Branka Motors: comenzó el juicio abreviado y los acusados aceptan 5 años de prisión, pero sin devolver los $524 millones

Alexis Marcó, Jonatan Marcó y Facundo Banega Suvire acordaron con Fiscalía una pena de cinco años de prisión efectiva. Los querellantes pueden oponerse al acuerdo, que deberá ser homologado por la jueza Ana Parra. Si avanza, el reclamo por la devolución del dinero quedará para la vía civil.

El caso Branka Motors atraviesa este miércoles una jornada decisiva. En Tribunales comenzó la audiencia en la que se analiza un acuerdo de juicio abreviado para los tres imputados por la millonaria estafa: Alexis Marcó, Jonatan Marcó y Facundo Banega Suvire.

El acuerdo alcanzado entre la defensa y el Ministerio Público Fiscal contempla una pena de cinco años de prisión efectiva para los acusados. Sin embargo, uno de los puntos que genera mayor preocupación entre los damnificados es que el convenio no incluye la devolución de los aproximadamente $524 millones reclamados por quienes entregaron dinero para la compra de motos.

La decisión final estará en manos de la jueza de Garantías Ana Parra, quien deberá determinar si homologa o rechaza el acuerdo. Debido a la extensión prevista para la audiencia, se espera que la resolución se conozca recién este jueves.

El abogado defensor José Daniel Tejada confirmó que sus representados aceptaron avanzar con el juicio abreviado. Según explicó, con la eventual homologación del acuerdo se cerraría la instancia penal de la causa y el reclamo económico de los damnificados debería continuar por la vía civil.

Los particulares damnificados que se constituyeron como querellantes tienen la posibilidad de manifestar su oposición. No obstante, esa postura no resulta vinculante para la jueza, quien deberá evaluar si corresponde homologar el convenio celebrado entre la defensa y Fiscalía.

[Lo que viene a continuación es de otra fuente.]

//! HTTP-level tests for `HttpTaskApi` against a mock server

#![allow(clippy::unwrap_used, clippy::expect_used, clippy::panic)] // Test code can use unwrap/expect/panic

use serde_json::json;
use todosync_api::{
    ApiConfig, ApiError, ApiTaskModel, HttpTaskApi, Task, TaskApi, TaskId, TaskStatus,
    TodolistId, UpdateTaskModel,
};
use wiremock::matchers::{body_json, header, method, path};
use wiremock::{Mock, MockServer, ResponseTemplate};

fn api(server: &MockServer) -> HttpTaskApi {
    HttpTaskApi::new(ApiConfig::new(server.uri()).with_api_key("test-key")).unwrap()
}

fn task_json(id: &str, list: &str, title: &str) -> serde_json::Value {
    json!({
        "id": id,
        "todoListId": list,
        "title": title,
        "description": null,
        "status": 0,
        "priority": 1,
        "startDate": null,
        "deadline": null,
        "order": 0,
        "addedDate": "2026-10-17T09:00:00"
    })
}

#[tokio::test]
async fn get_tasks_sends_api_key_and_decodes_items() {
    let server = MockServer::start().await;
    Mock::given(method("GET"))
        .and(path("/todo-lists/l1/tasks"))
        .and(header("API-KEY", "test-key"))
        .respond_with(ResponseTemplate::new(200).set_body_json(json!({
            "items": [task_json("t1", "l1", "Buy milk"), task_json("t2", "l1", "Bake bread")],
            "totalCount": 2,
            "error": null
        })))
        .expect(1)
        .mount(&server)
        .await;

    let page = api(&server).get_tasks(&TodolistId::new("l1")).await.unwrap();

    assert_eq!(page.total_count, 2);
    assert_eq!(page.items.len(), 2);
    assert_eq!(page.items[0].title, "Buy milk");
}

#[tokio::test]
async fn create_task_returns_envelope_with_item() {
    let server = MockServer::start().await;
    Mock::given(method("POST"))
        .and(path("/todo-lists/l1/tasks"))
        .and(body_json(json!({ "title": "Buy milk" })))
        .respond_with(ResponseTemplate::new(200).set_body_json(json!({
            "resultCode": 0,
            "messages": [],
            "data": { "item": task_json("t9", "l1", "Buy milk") }
        })))
        .mount(&server)
        .await;

    let envelope = api(&server)
        .create_task(&TodolistId::new("l1"), "Buy milk")
        .await
        .unwrap();

    assert!(envelope.is_success());
    assert_eq!(envelope.data.item.unwrap().id, TaskId::new("t9"));
}

#[tokio::test]
async fn rejected_create_with_empty_data_is_not_a_transport_error() {
    let server = MockServer::start().await;
    Mock::given(method("POST"))
        .and(path("/todo-lists/l1/tasks"))
        .respond_with(ResponseTemplate::new(200).set_body_json(json!({
            "resultCode": 1,
            "messages": ["title is required"],
            "data": {}
        })))
        .mount(&server)
        .await;

    let envelope = api(&server).create_task(&TodolistId::new("l1"), "").await.unwrap();

    assert!(!envelope.is_success());
    assert_eq!(envelope.messages, vec!["title is required".to_string()]);
    assert!(envelope.data.item.is_none());
}

#[tokio::test]
async fn rejected_create_todolist_without_data_decodes() {
    let server = MockServer::start().await;
    Mock::given(method("POST"))
        .and(path("/todo-lists"))
        .respond_with(ResponseTemplate::new(200).set_body_json(json!({
            "resultCode": 1,
            "messages": ["title is too long"]
        })))
        .mount(&server)
        .await;

    let envelope = api(&server).create_todolist("x".repeat(200).as_str()).await.unwrap();

    assert_eq!(envelope.result_code, 1);
    assert!(envelope.data.item.is_none());
}

#[tokio::test]
async fn delete_task_accepts_bare_result_code() {
    let server = MockServer::start().await;
    Mock::given(method("DELETE"))
        .and(path("/todo-lists/l1/tasks/t1"))
        .respond_with(ResponseTemplate::new(200).set_body_json(json!({ "resultCode": 0 })))
        .expect(1)
        .mount(&server)
        .await;

    let envelope = api(&server)
        .delete_task(&TodolistId::new("l1"), &TaskId::new("t1"))
        .await
        .unwrap();

    assert!(envelope.is_success());
    assert!(envelope.messages.is_empty());
}

#[tokio::test]
async fn ids_with_reserved_characters_stay_in_one_segment() {
    let server = MockServer::start().await;
    Mock::given(method("DELETE"))
        .and(path("/todo-lists/a%2Fb/tasks/t%3F1"))
        .respond_with(ResponseTemplate::new(200).set_body_json(json!({ "resultCode": 0 })))
        .expect(1)
        .mount(&server)
        .await;

    let envelope = api(&server)
        .delete_task(&TodolistId::new("a/b"), &TaskId::new("t?1"))
        .await
        .unwrap();

    assert!(envelope.is_success());
}

#[tokio::test]
async fn update_task_puts_full_record() {
    let server = MockServer::start().await;
    let task = Task::new(TaskId::new("t1"), TodolistId::new("l1"), "Buy milk");
    let model = ApiTaskModel::merged(&task, &UpdateTaskModel::status(TaskStatus::Completed));

    Mock::given(method("PUT"))
        .and(path("/todo-lists/l1/tasks/t1"))
        .and(body_json(json!({
            "title": "Buy milk",
            "description": null,
            "status": 2,
            "priority": 0,
            "startDate": null,
            "deadline": null,
            "completed": true
        })))
        .respond_with(ResponseTemplate::new(200).set_body_json(json!({
            "resultCode": 0, "messages": [], "data": {}
        })))
        .expect(1)
        .mount(&server)
        .await;

    let envelope = api(&server)
        .update_task(&TodolistId::new("l1"), &TaskId::new("t1"), &model)
        .await
        .unwrap();
    assert!(envelope.is_success());
}

#[tokio::test]
async fn delete_and_rename_todolist() {
    let server = MockServer::start().await;
    Mock::given(method("DELETE"))
        .and(path("/todo-lists/l1"))
        .respond_with(ResponseTemplate::new(200).set_body_json(json!({
            "resultCode": 0, "messages": [], "data": {}
        })))
        .mount(&server)
        .await;
    Mock::given(method("PUT"))
        .and(path("/todo-lists/l1"))
        .and(body_json(json!({ "title": "Groceries" })))
        .respond_with(ResponseTemplate::new(200).set_body_json(json!({
            "resultCode": 0, "messages": []
        })))
        .mount(&server)
        .await;

    let api = api(&server);
    let list = TodolistId::new("l1");
    assert!(api.update_todolist_title(&list, "Groceries").await.unwrap().is_success());
    assert!(api.delete_todolist(&list).await.unwrap().is_success());
}

#[tokio::test]
async fn non_2xx_status_is_transport_error() {
    let server = MockServer::start().await;
    Mock::given(method("DELETE"))
        .and(path("/todo-lists/l1/tasks/t1"))
        .respond_with(ResponseTemplate::new(500).set_body_string("boom"))
        .mount(&server)
        .await;

    let result = api(&server)
        .delete_task(&TodolistId::new("l1"), &TaskId::new("t1"))
        .await;

    match result {
        Err(ApiError::Status { status, body }) => {
            assert_eq!(status, 500);
            assert_eq!(body, "boom");
        },
        other => panic!("expected status error, got {other:?}"),
    }
}

#[tokio::test]
async fn malformed_body_is_decode_error() {
    let server = MockServer::start().await;
    Mock::given(method("GET"))
        .and(path("/todo-lists"))
        .respond_with(ResponseTemplate::new(200).set_body_string("not json"))
        .mount(&server)
        .await;

    let result = api(&server).get_todolists().await;
    assert!(matches!(result, Err(ApiError::Decode(_))));
}

#[tokio::test]
async fn unreachable_service_is_request_error() {
    let server = MockServer::start().await;
    let uri = server.uri();
    drop(server);

    let api = HttpTaskApi::new(ApiConfig::new(uri)).unwrap();
    let result = api.get_todolists().await;
    assert!(matches!(result, Err(ApiError::Request(_))));
}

El antecedente que cambió el rumbo de la causa

La situación actual tiene como antecedente un acuerdo de reparación integral del daño que había sido homologado en abril. En aquella oportunidad, los imputados se habían comprometido a devolver los $524 millones a los damnificados mediante cinco cuotas, con un plazo de 120 días y un primer pago previsto a partir del 13 de abril.

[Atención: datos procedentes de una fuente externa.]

//! Stall detection: stop once the accumulator has not grown for a while.

use std::time::Duration;

use tokio::time::Instant;

/// Source of the current time for stall checks.
pub trait Clock {
    fn now(&self) -> Instant;
}

/// Wall clock backed by tokio's timer, so paused test time applies.
#[derive(Debug, Clone, Copy, Default)]
pub struct TokioClock;

impl Clock for TokioClock {
    fn now(&self) -> Instant {
        Instant::now()
    }
}

impl<C: Clock + ?Sized> Clock for &C {
    fn now(&self) -> Instant {
        (**self).now()
    }
}

/// Outcome of one stall check.
#[derive(Debug, Clone, Copy, PartialEq, Eq)]
pub enum StallStatus {
    /// The accumulator grew; the idle timer was reset.
    Grew,
    /// No growth yet, still inside the timeout.
    Unchanged { idle: Duration },
    /// No growth for at least the timeout.
    Stalled { idle: Duration },
}

/// Tracks accumulator size across iterations and decides when to stop.
#[derive(Debug)]
pub struct StallDetector<C: Clock> {
    clock: C,
    timeout: Duration,
    last_growth: Instant,
    previous_size: usize,
}

impl<C: Clock> StallDetector<C> {
    /// Start the idle timer now with a previous size of zero.
    pub fn new(clock: C, timeout: Duration) -> Self {
        let last_growth = clock.now();
        Self {
            clock,
            timeout,
            last_growth,
            previous_size: 0,
        }
    }

    /// Record the accumulator size after an iteration.
    pub fn observe(&mut self, size: usize) -> StallStatus {
        let now = self.clock.now();
        let status = if size == self.previous_size {
            let idle = now.saturating_duration_since(self.last_growth);
            if idle >= self.timeout {
                StallStatus::Stalled { idle }
            } else {
                StallStatus::Unchanged { idle }
            }
        } else {
            self.last_growth = now;
            StallStatus::Grew
        };
        self.previous_size = size;
        status
    }
}
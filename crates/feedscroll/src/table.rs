//! Tabular presentation of extracted records.
//!
//! Sequence fields are joined with `", "` here and only here; the records
//! themselves keep them as lists.

use serde::{Deserialize, Serialize};

use crate::types::Record;

/// Output column names, in order.
pub const COLUMNS: [&str; 10] = [
    "Tweet URL",
    "Created At",
    "Text",
    "Tweet ID",
    "Likes",
    "Retweets",
    "Replies",
    "Hashtags",
    "Mentions",
    "URLs",
];

const LIST_SEPARATOR: &str = ", ";

/// One output row. Serializes with the column names in [`COLUMNS`].
#[derive(Debug, Clone, PartialEq, Eq, Serialize, Deserialize)]
pub struct TableRow {
    #[serde(rename = "Tweet URL")]
    pub url: String,
    #[serde(rename = "Created At")]
    pub created_at: String,
    #[serde(rename = "Text")]
    pub text: String,
    #[serde(rename = "Tweet ID")]
    pub id: String,
    #[serde(rename = "Likes")]
    pub likes: String,
    #[serde(rename = "Retweets")]
    pub retweets: String,
    #[serde(rename = "Replies")]
    pub replies: String,
    #[serde(rename = "Hashtags")]
    pub hashtags: String,
    #[serde(rename = "Mentions")]
    pub mentions: String,
    #[serde(rename = "URLs")]
    pub urls: String,
}

impl TableRow {
    pub fn from_record(r: &Record) -> Self {
        Self {
            url: r.url.clone(),
            created_at: r.created_at.clone(),
            text: r.text.clone(),
            id: r.id.clone(),
            likes: r.likes.clone(),
            retweets: r.retweets.clone(),
            replies: r.replies.clone(),
            hashtags: r.hashtags.join(LIST_SEPARATOR),
            mentions: r.mentions.join(LIST_SEPARATOR),
            urls: r.links.join(LIST_SEPARATOR),
        }
    }
}

/// The extraction result as rows and columns.
#[derive(Debug, Clone, Default, PartialEq, Eq, Serialize, Deserialize)]
pub struct ResultTable {
    pub rows: Vec<TableRow>,
}

impl ResultTable {
    pub fn from_records(records: &[Record]) -> Self {
        Self {
            rows: records.iter().map(TableRow::from_record).collect(),
        }
    }

    pub fn columns(&self) -> &'static [&'static str] {
        &COLUMNS
    }

    pub fn len(&self) -> usize {
        self.rows.len()
    }

    pub fn is_empty(&self) -> bool {
        self.rows.is_empty()
    }
}
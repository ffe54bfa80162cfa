//! The browser session seam and its scoped release guard.

use async_trait::async_trait;

use crate::types::SessionError;

/// A live browser tab positioned on the page to extract from.
///
/// The extractor is the only user of the session for the duration of a run:
/// it scrolls and reads markup, nothing else.
#[async_trait]
pub trait FeedSession: Send {
    /// Scroll the page vertically by `pixels`.
    async fn scroll_by(&mut self, pixels: i64) -> Result<(), SessionError>;
    /// Current rendered markup of the whole page.
    async fn current_markup(&mut self) -> Result<String, SessionError>;
    /// Tear down the session and release the browser.
    async fn close(self: Box<Self>) -> Result<(), SessionError>;
}

/// Owns a session for the length of a run and guarantees its release.
///
/// [`release`](Self::release) performs an orderly close. If the guard is
/// dropped without it (the run was cancelled or panicked) the session is
/// dropped in place, which must release its resources on its own.
pub struct SessionGuard {
    session: Option<Box<dyn FeedSession>>,
}

impl SessionGuard {
    pub fn new(session: Box<dyn FeedSession>) -> Self {
        Self {
            session: Some(session),
        }
    }

    /// Borrow the session. Fails once the guard has been released.
    pub fn session(&mut self) -> Result<&mut (dyn FeedSession + 'static), SessionError> {
        self.session.as_deref_mut().ok_or(SessionError::Closed)
    }

    pub fn is_released(&self) -> bool {
        self.session.is_none()
    }

    /// Close the session. Idempotent; close failures are logged, not returned.
    pub async fn release(&mut self) {
        if let Some(session) = self.session.take() {
            if let Err(e) = session.close().await {
                tracing::warn!("session close failed: {e}");
            } else {
                tracing::debug!("session closed");
            }
        }
    }
}

impl Drop for SessionGuard {
    fn drop(&mut self) {
        if !self.is_released() {
            tracing::warn!("session dropped without orderly close");
        }
    }
}
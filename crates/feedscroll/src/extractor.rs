//! The incremental scroll-and-dedupe extraction loop.
//!
//! Each iteration scrolls the session, waits a fixed pause for lazy content
//! to render, snapshots the markup, turns every post fragment into a record
//! and merges the new ones into the accumulator. The loop ends when the
//! accumulator has not grown for `stall_timeout`, or with an error when the
//! session fails. The session is closed on both paths before returning.

use std::time::Duration;

use tracing::{debug, info, trace, warn};

use crate::accumulator::Accumulator;
use crate::fields::{build_record, RecordOutcome};
use crate::markup::Snapshot;
use crate::session::{FeedSession, SessionGuard};
use crate::stall::{Clock, StallDetector, StallStatus, TokioClock};
use crate::types::{ExtractResult, Record, ScrollSettings, SiteProfile};

/// Counters collected over one extraction run.
#[derive(Debug, Clone, Default, PartialEq, Eq)]
pub struct ExtractStats {
    /// Scroll iterations performed.
    pub iterations: usize,
    /// Post fragments seen across all snapshots, duplicates included.
    pub fragments_seen: usize,
    /// Fragments dropped because no permalink could be resolved.
    pub without_permalink: usize,
    /// Fields replaced by their fallback because the source was absent.
    pub fields_missing: usize,
    /// Fields replaced by their fallback because reading them failed.
    pub field_errors: usize,
}

/// Records and counters of a finished run.
#[derive(Debug, Clone)]
pub struct Extraction {
    pub records: Accumulator,
    pub stats: ExtractStats,
    /// How long the accumulator had gone without growing when the run stopped.
    pub idle: Duration,
}

/// Records parsed from one markup snapshot, in fragment order.
#[derive(Debug, Clone, Default)]
pub struct SnapshotBatch {
    pub records: Vec<Record>,
    pub fragments: usize,
    pub without_permalink: usize,
    pub fields_missing: usize,
    pub field_errors: usize,
}

/// Scroll and extract until the feed stalls, using the wall clock.
pub async fn extract<S>(session: S, settings: &ScrollSettings) -> ExtractResult<Accumulator>
where
    S: FeedSession + 'static,
{
    extract_with_clock(session, settings, TokioClock).await
}

/// [`extract`] with an explicit clock for the stall check.
pub async fn extract_with_clock<S, C>(
    session: S,
    settings: &ScrollSettings,
    clock: C,
) -> ExtractResult<Accumulator>
where
    S: FeedSession + 'static,
    C: Clock,
{
    Ok(extract_with_stats(session, settings, clock).await?.records)
}

/// Run the extraction loop and report counters alongside the records.
pub async fn extract_with_stats<S, C>(
    session: S,
    settings: &ScrollSettings,
    clock: C,
) -> ExtractResult<Extraction>
where
    S: FeedSession + 'static,
    C: Clock,
{
    let mut guard = SessionGuard::new(Box::new(session));
    let mut records = Accumulator::new();
    let mut stats = ExtractStats::default();

    let outcome = run_loop(&mut guard, settings, clock, &mut records, &mut stats).await;
    guard.release().await;

    let idle = outcome?;
    info!(
        records = records.len(),
        iterations = stats.iterations,
        "extraction finished"
    );
    Ok(Extraction {
        records,
        stats,
        idle,
    })
}

async fn run_loop<C: Clock>(
    guard: &mut SessionGuard,
    settings: &ScrollSettings,
    clock: C,
    records: &mut Accumulator,
    stats: &mut ExtractStats,
) -> ExtractResult<Duration> {
    let mut stall = StallDetector::new(clock, settings.stall_timeout);

    loop {
        stats.iterations += 1;
        let session = guard.session()?;

        session.scroll_by(settings.scroll_step).await?;
        tokio::time::sleep(settings.scroll_pause).await;
        let markup = session.current_markup().await?;

        let batch = extract_snapshot(&markup, &settings.site);
        stats.fragments_seen += batch.fragments;
        stats.without_permalink += batch.without_permalink;
        stats.fields_missing += batch.fields_missing;
        stats.field_errors += batch.field_errors;

        let fragments = batch.fragments;
        let appended = records.merge(batch.records);
        debug!(
            iteration = stats.iterations,
            fragments,
            appended,
            total = records.len(),
            "scroll iteration"
        );

        match stall.observe(records.len()) {
            StallStatus::Stalled { idle } => {
                info!("no new posts for {}s, stopping", idle.as_secs());
                return Ok(idle);
            }
            StallStatus::Unchanged { idle } => {
                trace!(idle_ms = idle.as_millis() as u64, "no growth");
            }
            StallStatus::Grew => {}
        }
    }
}

/// Parse one snapshot into records, isolating failures per fragment.
pub fn extract_snapshot(markup: &str, site: &SiteProfile) -> SnapshotBatch {
    let snapshot = Snapshot::parse(markup);
    let fragments = match snapshot.fragments(&site.post_tag) {
        Ok(f) => f,
        Err(e) => {
            warn!("cannot query post fragments: {e}");
            return SnapshotBatch::default();
        }
    };

    let mut batch = SnapshotBatch {
        fragments: fragments.len(),
        ..SnapshotBatch::default()
    };

    for (index, fragment) in fragments.iter().enumerate() {
        match build_record(fragment, site) {
            RecordOutcome::Built { record, fallbacks } => {
                for (field, err) in &fallbacks {
                    if err.is_missing() {
                        batch.fields_missing += 1;
                        trace!(url = %record.url, %field, "{err}");
                    } else {
                        batch.field_errors += 1;
                        warn!(url = %record.url, %field, "field extraction failed: {err}");
                    }
                }
                batch.records.push(record);
            }
            RecordOutcome::NoPermalink(err) => {
                batch.without_permalink += 1;
                if err.is_missing() {
                    debug!(fragment = index, "no permalink found, fragment skipped");
                } else {
                    warn!(fragment = index, "permalink unusable, fragment skipped: {err}");
                }
            }
        }
    }

    batch
}
//! feedscroll command-line front end.
//!
//! Loads configuration, provisions a signed-in Chromium session on the
//! target profile, runs the core extractor on it and writes the result
//! table.

pub mod config;
pub mod login;
pub mod output;
pub mod renderer;
pub mod scrape_cmd;

pub use config::{Config, ConfigError, Credentials, LoginOptions, OutputFormat, ScrapeArgs};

Sin embargo, el primer desembolso nunca se concretó. La falta de pago provocó que el fiscal de la UFI Delitos Informáticos y Estafas, Guillermo Heredia, solicitara dejar sin efecto el acuerdo de reparación.

La situación derivó en una nueva audiencia el 8 de mayo. Durante ese encuentro, uno de los imputados sostuvo que parte del dinero había sido transferido ese mismo día, pero la Oficina de Medidas Alternativas descartó que el pago se hubiera concretado.

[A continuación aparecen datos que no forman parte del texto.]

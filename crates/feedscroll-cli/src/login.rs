//! Session provisioning: launch the browser, sign in, open the profile.
//!
//! Every step is fatal on failure and nothing is retried. When a step fails
//! after the browser started, the browser is closed before the error is
//! returned.

use feedscroll::{FeedSession, SessionError};
use serde::Deserialize;
use tracing::{info, warn};

use crate::config::{Config, Credentials, LoginOptions};
use crate::renderer::chromium::ChromiumSession;

const IDENTIFIER_FIELD: &str = r#"input[name="text"]"#;
const PASSWORD_FIELD: &str = r#"input[name="password"]"#;

/// Reports which sign-in field is currently waiting for input.
///
/// A password field wins; an identifier field only counts while it is empty,
/// so the field just submitted is not mistaken for a new prompt.
const PROMPT_SCRIPT: &str = r#"(() => {
    if (document.querySelector('input[name="password"]')) return "password";
    const t = document.querySelector('input[name="text"]');
    if (t && t.value === '') return "identifier";
    return null;
})()"#;

/// The sign-in prompt the page is showing.
#[derive(Debug, Clone, Copy, PartialEq, Eq, Deserialize)]
#[serde(rename_all = "lowercase")]
pub enum Prompt {
    Identifier,
    Password,
}

/// Launch Chromium, sign in and open the target profile.
///
/// The returned session is positioned on `config.target_url` with at least
/// one post rendered.
pub async fn provision(config: &Config) -> Result<ChromiumSession, SessionError> {
    let session = ChromiumSession::launch(&config.browser).await?;

    let post_tag = &config.scroll.site.post_tag;
    let prepared = async {
        sign_in(&session, &config.credentials, &config.login).await?;
        open_profile(&session, &config.target_url, post_tag, &config.login).await
    }
    .await;

    match prepared {
        Ok(()) => Ok(session),
        Err(e) => {
            warn!("provisioning failed, closing browser: {e}");
            if let Err(close_err) = Box::new(session).close().await {
                warn!("browser close failed: {close_err}");
            }
            Err(e)
        }
    }
}

/// Walk the multi-step sign-in form.
pub async fn sign_in(
    session: &ChromiumSession,
    credentials: &Credentials,
    opts: &LoginOptions,
) -> Result<(), SessionError> {
    info!(url = %opts.login_url, "opening sign-in page");
    session.goto(&opts.login_url).await?;

    let field = session
        .wait_for_element(IDENTIFIER_FIELD, opts.field_timeout)
        .await?;
    session.submit_field(&field, &credentials.email).await?;
    info!("email submitted");

    // Some sign-ins ask for the username before the password.
    match wait_for_prompt(session, opts.second_prompt_timeout).await? {
        Some(Prompt::Identifier) => {
            let second = session
                .wait_for_element(IDENTIFIER_FIELD, opts.field_timeout)
                .await?;
            session.submit_field(&second, &credentials.username).await?;
            info!("username submitted");
        }
        Some(Prompt::Password) | None => {
            info!("no second sign-in prompt detected, proceeding");
        }
    }

    let password = session
        .wait_for_element(PASSWORD_FIELD, opts.field_timeout)
        .await?;
    session.submit_field(&password, &credentials.password).await?;
    info!("password submitted");

    tokio::time::sleep(opts.settle).await;
    Ok(())
}

/// Navigate to the profile and wait for the first post to render.
pub async fn open_profile(
    session: &ChromiumSession,
    target_url: &str,
    post_tag: &str,
    opts: &LoginOptions,
) -> Result<(), SessionError> {
    info!(url = %target_url, "opening profile");
    session.goto(target_url).await?;
    session
        .wait_for_element(post_tag, opts.feed_timeout)
        .await?;
    if let Ok(Some(url)) = session.current_url().await {
        info!(%url, "profile ready");
    }
    Ok(())
}

/// Poll the page for the next sign-in prompt until `timeout`.
///
/// The prompt script answers `null` while the page sits between steps; that keeps
/// the poll going rather than failing it.
async fn wait_for_prompt(
    session: &ChromiumSession,
    timeout: std::time::Duration,
) -> Result<Option<Prompt>, SessionError> {
    let deadline = tokio::time::Instant::now() + timeout;
    loop {
        let prompt: Option<Prompt> = session.eval(PROMPT_SCRIPT).await?;
        if prompt.is_some() || tokio::time::Instant::now() >= deadline {
            return Ok(prompt);
        }
        tokio::time::sleep(std::time::Duration::from_millis(250)).await;
    }
}

#[cfg(test)]
mod tests {
    use super::*;
    use crate::renderer::chromium::decode_evaluation;
    use chromiumoxide::cdp::js_protocol::runtime::RemoteObject;
    use chromiumoxide::js::EvaluationResult;
    use serde_json::json;

    fn prompt_answer(object: serde_json::Value) -> Result<Option<Prompt>, SessionError> {
        let remote: RemoteObject = serde_json::from_value(object).unwrap();
        decode_evaluation(EvaluationResult::new(remote))
    }

    #[test]
    fn test_no_prompt_yet_keeps_polling() {
        let answer = prompt_answer(json!({"type": "object", "subtype": "null", "value": null}));
        assert_eq!(answer.unwrap(), None);
    }

    #[test]
    fn test_prompt_answers_decode() {
        let answer = prompt_answer(json!({"type": "string", "value": "identifier"}));
        assert_eq!(answer.unwrap(), Some(Prompt::Identifier));
        let answer = prompt_answer(json!({"type": "string", "value": "password"}));
        assert_eq!(answer.unwrap(), Some(Prompt::Password));
    }

    #[test]
    fn test_unknown_prompt_answer_is_a_script_error() {
        let answer = prompt_answer(json!({"type": "string", "value": "captcha"}));
        assert!(matches!(answer, Err(SessionError::Script(_))));
    }

    #[test]
    fn test_prompt_decodes_from_json_values() {
        let p: Option<Prompt> = serde_json::from_str(r#""identifier""#).unwrap();
        assert_eq!(p, Some(Prompt::Identifier));
        let p: Option<Prompt> = serde_json::from_str(r#""password""#).unwrap();
        assert_eq!(p, Some(Prompt::Password));
        let p: Option<Prompt> = serde_json::from_str("null").unwrap();
        assert_eq!(p, None);
    }

    #[test]
    fn test_script_checks_password_first() {
        let pw = PROMPT_SCRIPT.find("password").unwrap();
        let id = PROMPT_SCRIPT.find(r#"input[name="text"]"#).unwrap();
        assert!(pw < id);
    }
}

Ante ese escenario, la jueza Parra dispuso la prisión preventiva de los tres imputados por cinco meses y ordenó la continuidad de la Investigación Penal Preparatoria.

Ahora, meses después, la causa vuelve a estar en el centro de la escena con la posibilidad de cerrar el proceso penal mediante un juicio abreviado. El punto que concentra la atención de los damnificados es que, a diferencia del acuerdo anterior, esta vez no existe un compromiso de reparación económica dentro del proceso penal.

Una causa que involucró a cientos de damnificados

El expediente de Branka Motors se convirtió en uno de los casos más resonantes desde la implementación del sistema acusatorio en San Juan, tanto por la cantidad de personas afectadas como por el monto involucrado.

De acuerdo con la acusación fiscal, cientos de personas fueron perjudicadas mediante un mecanismo que consistía en ofrecer motos a precios considerablemente inferiores a los valores de mercado. La propuesta generó rápidamente una fuerte demanda y atrajo a numerosos compradores.

Según la investigación, el esquema comenzó a presentar incumplimientos cuando los responsables dejaron de poder sostener el circuito comercial, debido a que vendían los rodados por debajo del precio al que los adquirían.

Con la audiencia de este miércoles, la causa ingresa así en una instancia decisiva: los imputados aceptan una condena de cinco años de prisión, mientras que la discusión sobre la recuperación del dinero de los damnificados quedaría fuera del proceso penal y deberá resolverse, eventualmente, en los tribunales civiles.